Enquanto il regime organizzava sfilate per il Primo Maggio in tutto il paese questo venerdì, l'emblematica via Trocha di Santiago de Cuba si mostrava quasi deserta in un video condiviso dal giornalista indipendente Yosmany Mayeta Labrada, che riassume in 18 secondi lo stato reale di una città priva di entusiasmo e di motivi per festeggiare.
I commenti dei santiagheri nella pubblicazione sono risultati eloquenti. "Cosa celebreranno se non c'è corrente?", ha scritto Nalia Pera.
"È che non ci sono biglietti, e quel poco che c'è è per mangiare," aggiunse Joaquin Antonio Perz Pavón. "La gente sta risolvendo i propri problemi, non ha tempo per questo," riassunse Blanquita Blanca La Rosa.
Altri furono più diretti. "È già troppo, hanno ucciso i sogni, le speranze, la gioia e quel senso di festa che aveva il cubano. Maledetti dittatori hanno distrutto il mio paese", scrisse Rafhael Cabello.
Leo Milanés ha ricordato tempi diversi quando "non si poteva camminare per la quantità di gente", mentre Aissa López ha sentenziato: "Qui non c'è nulla da celebrare, questa è la realtà".

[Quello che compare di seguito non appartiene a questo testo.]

//! Initiator-side memory descriptors.

use bitflags::bitflags;

use crate::error::{Error, Result};
use crate::handle::{CtHandle, EqHandle};
use crate::wire::Sge;

bitflags! {
    /// Memory descriptor options.
    #[derive(Debug, Clone, Copy, PartialEq, Eq)]
    pub struct MdOptions: u32 {
        /// Count send completions on the attached counter.
        const EVENT_CT_SEND    = 1 << 0;
        /// Count replies on the attached counter.
        const EVENT_CT_REPLY   = 1 << 1;
        /// Count acknowledgements on the attached counter.
        const EVENT_CT_ACK     = 1 << 2;
        /// Count bytes instead of operations.
        const EVENT_CT_BYTES   = 1 << 3;
        /// Suppress full events for successful operations.
        const EVENT_SUCCESS_DISABLE = 1 << 4;
    }
}

/// A memory descriptor: one or more registered-memory windows exposed
/// to outgoing operations.
pub struct Md {
    /// Scatter list; a single element for contiguous descriptors.
    pub segments: Vec<Sge>,
    /// Total length across all segments.
    pub length: u64,
    pub eq: Option<EqHandle>,
    pub ct: Option<CtHandle>,
    pub options: MdOptions,
}

impl Md {
    pub fn new(
        segments: Vec<Sge>,
        eq: Option<EqHandle>,
        ct: Option<CtHandle>,
        options: MdOptions,
    ) -> Self {
        let length = segments.iter().map(|s| s.len).sum();
        Self {
            segments,
            length,
            eq,
            ct,
            options,
        }
    }

    /// Resolve `(offset, len)` within the descriptor into concrete
    /// scatter-gather elements.
    pub fn resolve(&self, offset: u64, len: u64) -> Result<Vec<Sge>> {
        if offset + len > self.length {
            return Err(Error::ArgInvalid);
        }
        let mut out = Vec::new();
        let mut skip = offset;
        let mut remaining = len;
        for seg in &self.segments {
            if remaining == 0 {
                break;
            }
            if skip >= seg.len {
                skip -= seg.len;
                continue;
            }
            let take = (seg.len - skip).min(remaining);
            out.push(Sge {
                cookie: seg.cookie,
                offset: seg.offset + skip,
                len: take,
            });
            skip = 0;
            remaining -= take;
        }
        if remaining != 0 {
            return Err(Error::ArgInvalid);
        }
        Ok(out)
    }
}

#[cfg(test)]
mod tests {
    use super::*;

    fn md(segs: &[(u32, u64, u64)]) -> Md {
        Md::new(
            segs.iter()
                .map(|&(cookie, offset, len)| Sge {
                    cookie,
                    offset,
                    len,
                })
                .collect(),
            None,
            None,
            MdOptions::empty(),
        )
    }

    #[test]
    fn resolve_contiguous() {
        let m = md(&[(1, 0, 100)]);
        let sges = m.resolve(10, 50).unwrap();
        assert_eq!(sges, vec![Sge { cookie: 1, offset: 10, len: 50 }]);
    }

    #[test]
    fn resolve_spanning_iovec() {
        let m = md(&[(1, 0, 10), (2, 100, 10), (3, 200, 10)]);
        let sges = m.resolve(5, 20).unwrap();
        assert_eq!(
            sges,
            vec![
                Sge { cookie: 1, offset: 5, len: 5 },
                Sge { cookie: 2, offset: 100, len: 10 },
                Sge { cookie: 3, offset: 200, len: 5 },
            ]
        );
    }

    #[test]
    fn resolve_out_of_range() {
        let m = md(&[(1, 0, 10)]);
        assert!(m.resolve(5, 10).is_err());
    }

    #[test]
    fn resolve_zero_len() {
        let m = md(&[(1, 0, 10)]);
        assert!(m.resolve(10, 0).unwrap().is_empty());
    }
}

Per quanto riguarda, le immagini condivise dalla pagina Facebook Culturales en Santiago de Cuba, ha messo in evidenza la presenza dell'Orquesta Chepin Choven in Trocha e calle 6, di fronte a un esiguo gruppo di spettatori.
Il malcontento ha cause concrete. Santiago de Cuba è tra le cinque province con insicurezza alimentare estrema secondo un rapporto di aprile del Food Monitor Program.

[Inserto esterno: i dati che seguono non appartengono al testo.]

//! Counting events and triggered operations.
//!
//! A counting event is a `{success, failure}` pair. Armed triggered
//! operations live on the counter, ordered by threshold; every bump
//! detaches the operations whose threshold has been reached and hands
//! them back to the caller for dispatch, which keeps the counter lock
//! innermost in the lock order.

use std::sync::{Condvar, Mutex};
use std::time::Duration;

use crate::error::{Error, Result};
use crate::handle::CtHandle;
use crate::xfer::OpArgs;

/// Counter value pair.
#[derive(Debug, Clone, Copy, PartialEq, Eq, Default)]
pub struct CtEvent {
    pub success: u64,
    pub failure: u64,
}

impl CtEvent {
    pub const fn new(success: u64, failure: u64) -> Self {
        Self { success, failure }
    }

    #[inline]
    fn sum(self) -> u64 {
        self.success + self.failure
    }
}

/// A deferred operation armed on a counting event.
pub struct Triggered {
    pub threshold: u64,
    pub action: TriggeredAction,
}

/// What fires when the threshold is reached.
pub enum TriggeredAction {
    /// A full data-movement operation, dispatched through the normal
    /// initiator path.
    Op(Box<OpArgs>),
    /// Increment another counter.
    CtInc { ct: CtHandle, incr: CtEvent },
    /// Overwrite another counter.
    CtSet { ct: CtHandle, value: CtEvent },
}

struct CtInner {
    event: CtEvent,
    /// Armed operations, ascending by threshold.
    triggered: Vec<Triggered>,
    interrupted: bool,
}

/// A counting event.
pub struct Ct {
    inner: Mutex<CtInner>,
    cv: Condvar,
}

impl Ct {
    pub fn new() -> Self {
        Self {
            inner: Mutex::new(CtInner {
                event: CtEvent::default(),
                triggered: Vec::new(),
                interrupted: false,
            }),
            cv: Condvar::new(),
        }
    }

    /// Current counter value.
    pub fn get(&self) -> CtEvent {
        self.inner.lock().unwrap().event
    }

    /// Add to the counters; returns the triggered operations that fired.
    pub fn inc(&self, incr: CtEvent) -> Vec<Triggered> {
        let mut inner = self.inner.lock().unwrap();
        inner.event.success += incr.success;
        inner.event.failure += incr.failure;
        let fired = Self::detach_fired(&mut inner);
        drop(inner);
        self.cv.notify_all();
        fired
    }

    /// Overwrite the counters. The monotonicity invariant is the
    /// caller's to respect; triggered operations still fire against the
    /// new value.
    pub fn set(&self, value: CtEvent) -> Vec<Triggered> {
        let mut inner = self.inner.lock().unwrap();
        inner.event = value;
        let fired = Self::detach_fired(&mut inner);
        drop(inner);
        self.cv.notify_all();
        fired
    }

    /// Arm a triggered operation. If the threshold is already reached
    /// the operation is returned for immediate dispatch instead of
    /// being queued, preserving fire-exactly-once.
    pub fn arm(&self, trig: Triggered) -> Option<Triggered> {
        let mut inner = self.inner.lock().unwrap();
        if inner.event.sum() >= trig.threshold {
            return Some(trig);
        }
        let pos = inner
            .triggered
            .partition_point(|t| t.threshold <= trig.threshold);
        inner.triggered.insert(pos, trig);
        None
    }

    fn detach_fired(inner: &mut CtInner) -> Vec<Triggered> {
        let reached = inner.event.sum();
        let split = inner.triggered.partition_point(|t| t.threshold <= reached);
        inner.triggered.drain(..split).collect()
    }

    /// Drop all armed operations (teardown, explicit cancel).
    pub fn cancel_triggered(&self) {
        self.inner.lock().unwrap().triggered.clear();
    }

    /// Number of operations still armed.
    pub fn armed(&self) -> usize {
        self.inner.lock().unwrap().triggered.len()
    }

    /// Block until `success + failure >= threshold`.
    pub fn wait(&self, threshold: u64) -> Result<CtEvent> {
        let mut inner = self.inner.lock().unwrap();
        loop {
            if inner.event.sum() >= threshold {
                return Ok(inner.event);
            }
            if inner.interrupted {
                return Err(Error::Interrupted);
            }
            inner = self.cv.wait(inner).unwrap();
        }
    }

    /// Bounded wait; `CtNoneReached` on expiry.
    pub fn wait_timeout(&self, threshold: u64, timeout: Duration) -> Result<CtEvent> {
        let deadline = std::time::Instant::now() + timeout;
        let mut inner = self.inner.lock().unwrap();
        loop {
            if inner.event.sum() >= threshold {
                return Ok(inner.event);
            }
            if inner.interrupted {
                return Err(Error::Interrupted);
            }
            let now = std::time::Instant::now();
            if now >= deadline {
                return Err(Error::CtNoneReached);
            }
            let (guard, _) = self.cv.wait_timeout(inner, deadline - now).unwrap();
            inner = guard;
        }
    }

    /// Wake all waiters with `Interrupted` (interface teardown).
    pub fn interrupt(&self) {
        let mut inner = self.inner.lock().unwrap();
        inner.interrupted = true;
        drop(inner);
        self.cv.notify_all();
    }
}

impl Default for Ct {
    fn default() -> Self {
        Self::new()
    }
}

#[cfg(test)]
mod tests {
    use super::*;

    fn trig(threshold: u64) -> Triggered {
        Triggered {
            threshold,
            action: TriggeredAction::CtInc {
                ct: CtHandle(crate::handle::Handle::NONE),
                incr: CtEvent::new(1, 0),
            },
        }
    }

    #[test]
    fn inc_and_get() {
        let ct = Ct::new();
        ct.inc(CtEvent::new(3, 0));
        ct.inc(CtEvent::new(0, 2));
        assert_eq!(ct.get(), CtEvent::new(3, 2));
    }

    #[test]
    fn triggered_fires_once_at_threshold() {
        let ct = Ct::new();
        assert!(ct.arm(trig(3)).is_none());
        assert!(ct.inc(CtEvent::new(1, 0)).is_empty());
        assert!(ct.inc(CtEvent::new(1, 0)).is_empty());
        let fired = ct.inc(CtEvent::new(1, 0));
        assert_eq!(fired.len(), 1);
        assert_eq!(fired[0].threshold, 3);
        // Does not fire again.
        assert!(ct.inc(CtEvent::new(1, 0)).is_empty());
        assert_eq!(ct.armed(), 0);
    }

    #[test]
    fn failure_counts_toward_threshold() {
        let ct = Ct::new();
        assert!(ct.arm(trig(2)).is_none());
        assert!(ct.inc(CtEvent::new(1, 0)).is_empty());
        assert_eq!(ct.inc(CtEvent::new(0, 1)).len(), 1);
    }

    #[test]
    fn arm_past_threshold_fires_immediately() {
        let ct = Ct::new();
        ct.inc(CtEvent::new(5, 0));
        assert!(ct.arm(trig(3)).is_some());
        assert_eq!(ct.armed(), 0);
    }

    #[test]
    fn fires_in_threshold_order() {
        let ct = Ct::new();
        assert!(ct.arm(trig(5)).is_none());
        assert!(ct.arm(trig(2)).is_none());
        assert!(ct.arm(trig(4)).is_none());
        let fired = ct.inc(CtEvent::new(5, 0));
        let order: Vec<u64> = fired.iter().map(|t| t.threshold).collect();
        assert_eq!(order, vec![2, 4, 5]);
    }

    #[test]
    fn wait_unblocks_on_inc() {
        let ct = std::sync::Arc::new(Ct::new());
        let ct2 = ct.clone();
        let t = std::thread::spawn(move || ct2.wait(2).unwrap());
        std::thread::sleep(Duration::from_millis(20));
        ct.inc(CtEvent::new(2, 0));
        assert_eq!(t.join().unwrap().success, 2);
    }

    #[test]
    fn wait_timeout_expires() {
        let ct = Ct::new();
        assert!(matches!(
            ct.wait_timeout(1, Duration::from_millis(10)),
            Err(Error::CtNoneReached)
        ));
    }
}
//! Network interface: object pools, portal table, connection set,
//! transport state and the public operation surface.

use std::collections::{BTreeMap, VecDeque};
use std::sync::atomic::{AtomicBool, AtomicU64, AtomicU8, Ordering};
use std::sync::{Arc, Mutex, RwLock};
use std::time::{Duration, Instant};

use crate::atomics::{self, AtomOp, AtomType};
use crate::buffer::BufPool;
use crate::config::{log_level_filter, NiConfig, NiLimits, Param, ShmemAttach};
use crate::conn::{Conn, ConnState, TransportKind};
use crate::ct::{Ct, CtEvent, Triggered, TriggeredAction};
use crate::eq::Eq;
use crate::error::{Error, Result};
use crate::handle::{CtHandle, EqHandle, Handle, HandleType, LeHandle, MdHandle};
use crate::le::{LeOptions, ListEntry, MatchSpec};
use crate::md::{Md, MdOptions};
use crate::pool::Pool;
use crate::pt::{PtEntry, PtOptions};
use crate::soft::{SoftFabric, SoftNode};
use crate::transport::{RdmaTransport, ShmemTransport, Transport};
use crate::types::{
    AckReq, Event, EventKind, ListKind, NiOptions, NiStatus, Position, ProcessId, SearchOp,
    TargetId,
};
use crate::wire::{Op, Sge};
use crate::xfer::{OpArgs, Xfer};

static NEXT_NI_INDEX: AtomicU8 = AtomicU8::new(0);

/// Typed object pools owned by one interface.
pub(crate) struct Pools {
    pub les: Pool<ListEntry>,
    pub mds: Pool<Md>,
    pub cts: Pool<Ct>,
    pub eqs: Pool<Eq>,
    pub xfers: Pool<Xfer>,
}

/// Connection set: dense rank table for logical interfaces, an ordered
/// tree keyed by `(nid, pid)` for physical ones.
pub(crate) enum ConnTable {
    Logical(RwLock<Vec<Arc<Conn>>>),
    Physical(Mutex<BTreeMap<ProcessId, Arc<Conn>>>),
}

pub(crate) struct ShmemNi {
    pub attach: ShmemAttach,
}

/// Interface internals, shared with the progress thread.
pub(crate) struct NiInner {
    pub index: u8,
    pub options: NiOptions,
    pub id: ProcessId,
    pub uid: u32,
    pub limits: NiLimits,
    pub hard_polling: bool,
    pub wc_count: usize,
    pub srq_repost_size: usize,
    pub max_inline: usize,
    pub srq_depth: usize,

    pub fabric: Arc<SoftFabric>,
    pub node: Arc<SoftNode>,
    pub shmem: Option<ShmemNi>,
    pub rdma_transport: RdmaTransport,
    pub shmem_transport: Option<ShmemTransport>,

    pub pools: Pools,
    pub pts: Box<[PtEntry]>,
    pub conns: ConnTable,
    pub rank_map: RwLock<Vec<ProcessId>>,
    pub my_rank: RwLock<Option<u32>>,
    pub bufs: BufPool,

    pub catcher_stop: AtomicBool,
    pub finished: AtomicBool,
    pub progress: Mutex<Option<std::thread::JoinHandle<()>>>,
    /// Live initiator transactions (drained before teardown).
    pub pending: AtomicU64,
    pub num_recv_drops: AtomicU64,
    pub num_recv_errs: AtomicU64,
    pub num_disc_recv: AtomicU64,
}

/// A network interface.
#[derive(Clone)]
pub struct Ni {
    pub(crate) inner: Arc<NiInner>,
}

Asimismo, la Empresa Eléctrica provinciale ha confermato black out di fino a 24 ore giornaliere, e il costo della vita supera i 50.000 pesos mensili per persona, mentre lo stipendio medio statale si aggira attorno ai 15 dollari.
Il quadro del Primo Maggio a Santiago non si è limitato a strade vuote. Decine di exreclusi appena liberati sono stati costretti a sfilare con la minaccia di perdere benefici legali o di tornare in prigione, secondo le denunce documentate dallo stesso Mayeta. "Non sono andati per convinzione. Sono andati per paura", ha affermato il giornalista.
Inoltre, è stato categorico riguardo al fondo della questione. "La cosa più grave non è costringere a sfilare. La cosa più grave è trasformare la libertà condizionale in una catena invisibile. Usare la paura come strumento politico non è patriottismo. È controllo", ha puntualizzato
También si è diffuso il caso di un cubano residente in Spagna che ha esposto suo padre dopo averlo visto sfilare con un bicchiere in mano nella Plaza Antonio Maceo, mentre lo sostiene economicamente dall'estero.
"Anche se è mio sangue, alzalo Mayeta", autorizzò il figlio. Poi dichiarò: "Completamente triste. Mi alzo alle 5:30 del mattino e vedo molti messaggi che si preoccupano solo dell'aiuto economico e vedere questo adesso mi delude".
In parallelo, la stampa ufficiale cubana si è impegnata a mostrare sfilate massive che i video dei cittadini contraddicono. A L'Avana, il regime ha spostato l'atto centrale dalla Plaza de la Revolución alla Tribuna Antiimperialista — uno spazio più compatto — con l'argomento dell'"austerità", che gli analisti hanno interpretato come un riconoscimento tacito dell'incapacità di mobilitare folle.